The responses of gas exchange and ventilatory variables exhibit obvious asymmetry between the incremental and decremental phases of trapezoidal ramp exercise (29). Computer simulation was performed to explore the possible mechanisms producing this asymmetry of pulmonary O2 uptake (VO2) dynamics. The model consisted of three compartments (the lungs, the exercising muscles, and the other organs and tissues), which were perfused by respective regional circulations. Exercise was simulated by increasing the pulmonary blood flow (Q) and the muscle. VO2 in proportion to work rate. The dynamic responses of Q and the muscle VO2 were assumed to obey first-order linear kinetics.
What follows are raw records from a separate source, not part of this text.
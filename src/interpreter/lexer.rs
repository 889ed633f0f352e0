use crate::{error::LexError, interpreter::token::Token};

/// Result type used by the lexer.
///
/// All lexing functions return either a value of type `T` or a [`LexError`]
/// describing the failure. Lex errors are fatal: the first one aborts the run.
pub type LexResult<T> = Result<T, LexError>;

/// A single-pass lexer over source text.
///
/// The lexer walks the source with a cursor and at most one character of
/// lookahead, handing out one token per [`Lexer::next_token`] call. Whitespace
/// and `//` comments are skipped; newlines only advance the line counter and
/// never terminate anything.
pub struct Lexer {
    chars: Vec<char>,
    pos:   usize,
    line:  usize,
}

impl Lexer {
    /// Creates a lexer positioned at the start of `source`.
    ///
    /// Line counting is 1-based.
    #[must_use]
    pub fn new(source: &str) -> Self {
        Self { chars: source.chars().collect(),
               pos:   0,
               line:  1, }
    }

    /// Produces the next token together with the line it started on.
    ///
    /// Once the cursor has passed the final character, every further call
    /// returns [`Token::Eof`].
    ///
    /// # Returns
    /// The `(token, line)` pair for the next lexeme in the source.
    ///
    /// # Errors
    /// Returns a [`LexError`] for characters outside the language, malformed
    /// or oversized number literals, illegal or unterminated strings, and a
    /// `!` that is not part of `!=`.
    ///
    /// # Example
    /// ```
    /// use basil::interpreter::{lexer::Lexer, token::Token};
    ///
    /// let mut lexer = Lexer::new("1 + 2");
    ///
    /// assert_eq!(lexer.next_token().unwrap(), (Token::Integer(1), 1));
    /// assert_eq!(lexer.next_token().unwrap(), (Token::Plus, 1));
    /// assert_eq!(lexer.next_token().unwrap(), (Token::Integer(2), 1));
    /// assert_eq!(lexer.next_token().unwrap(), (Token::Eof, 1));
    /// ```
    pub fn next_token(&mut self) -> LexResult<(Token, usize)> {
        self.skip_insignificant();

        let line = self.line;
        let Some(c) = self.current() else {
            return Ok((Token::Eof, line));
        };

        if c.is_ascii_digit() {
            return Ok((self.lex_number()?, line));
        }
        if c.is_alphabetic() {
            return Ok((self.lex_word(), line));
        }
        if c == '"' {
            return Ok((self.lex_string()?, line));
        }

        self.advance();
        let token = match c {
            '=' if self.current() == Some('=') => {
                self.advance();
                Token::EqEq
            },
            '=' => Token::Eq,
            '<' if self.current() == Some('=') => {
                self.advance();
                Token::LtEq
            },
            '<' => Token::Lt,
            '>' if self.current() == Some('=') => {
                self.advance();
                Token::GtEq
            },
            '>' => Token::Gt,
            '!' if self.current() == Some('=') => {
                self.advance();
                Token::NotEq
            },
            '!' => return Err(LexError::ExpectedNotEqual { line }),
            '+' => Token::Plus,
            '-' => Token::Minus,
            '*' => Token::Asterisk,
            '/' => Token::Slash,
            '(' => Token::LParen,
            ')' => Token::RParen,
            ';' => Token::Semi,
            '.' => Token::Dot,
            _ => return Err(LexError::UnknownCharacter { found: c, line }),
        };

        Ok((token, line))
    }

    fn current(&self) -> Option<char> {
        self.chars.get(self.pos).copied()
    }

    fn peek(&self) -> Option<char> {
        self.chars.get(self.pos + 1).copied()
    }

    fn advance(&mut self) {
        self.pos += 1;
    }

    /// Skips whitespace and `//` comments, counting newlines as it goes.
    fn skip_insignificant(&mut self) {
        while let Some(c) = self.current() {
            match c {
                ' ' | '\t' | '\r' => self.advance(),
                '\n' => {
                    self.line += 1;
                    self.advance();
                },
                '/' if self.peek() == Some('/') => {
                    while let Some(c) = self.current()
                          && c != '\n'
                    {
                        self.advance();
                    }
                },
                _ => break,
            }
        }
    }

    /// Lexes an integer or real literal starting at the cursor.
    ///
    /// A `.` after the integer part must be followed by at least one digit,
    /// so `12.` is malformed rather than an integer plus a dot.
    fn lex_number(&mut self) -> LexResult<Token> {
        let line = self.line;
        let mut text = String::new();

        while let Some(c) = self.current()
              && c.is_ascii_digit()
        {
            text.push(c);
            self.advance();
        }

        if self.current() == Some('.') {
            if !self.peek().is_some_and(|c| c.is_ascii_digit()) {
                return Err(LexError::MalformedNumber { line });
            }

            text.push('.');
            self.advance();
            while let Some(c) = self.current()
                  && c.is_ascii_digit()
            {
                text.push(c);
                self.advance();
            }

            let value = text.parse()
                            .map_err(|_| LexError::MalformedNumber { line })?;
            return Ok(Token::Real(value));
        }

        let value = text.parse()
                        .map_err(|_| LexError::NumberTooLarge { line })?;
        Ok(Token::Integer(value))
    }

    /// Lexes a keyword or identifier starting at the cursor.
    fn lex_word(&mut self) -> Token {
        let mut text = String::new();

        while let Some(c) = self.current()
              && c.is_alphanumeric()
        {
            text.push(c);
            self.advance();
        }

        match Token::keyword(&text) {
            Some(keyword) => keyword,
            None => Token::Identifier(text),
        }
    }

    /// Lexes a string literal starting at the opening quote.
    ///
    /// There are no escape sequences; raw tabs, newlines, carriage returns,
    /// backslashes and `%` are rejected outright.
    fn lex_string(&mut self) -> LexResult<Token> {
        let line = self.line;
        self.advance();

        let mut text = String::new();
        loop {
            match self.current() {
                None => return Err(LexError::UnterminatedString { line }),
                Some('"') => {
                    self.advance();
                    return Ok(Token::Str(text));
                },
                Some(c @ ('\r' | '\n' | '\t' | '\\' | '%')) => {
                    return Err(LexError::IllegalStringCharacter { found: c, line });
                },
                Some(c) => {
                    text.push(c);
                    self.advance();
                },
            }
        }
    }
}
The ratio of blood flow in the muscle compartment to total cardiac output was assumed to increase linearly with work rate. Our simulation demonstrated that the muscle blood flow and mixed venous O2 content exhibited significant asymmetry between the incremental and decremental phases of exercise. The model suggested that the asymmetry of VO2 between incremental and decremental ramp exercise was dependent on the redistribution ratio of blood flow to the working muscles. The validity of the model was then evaluated by comparing the simulated results with experimental data obtained.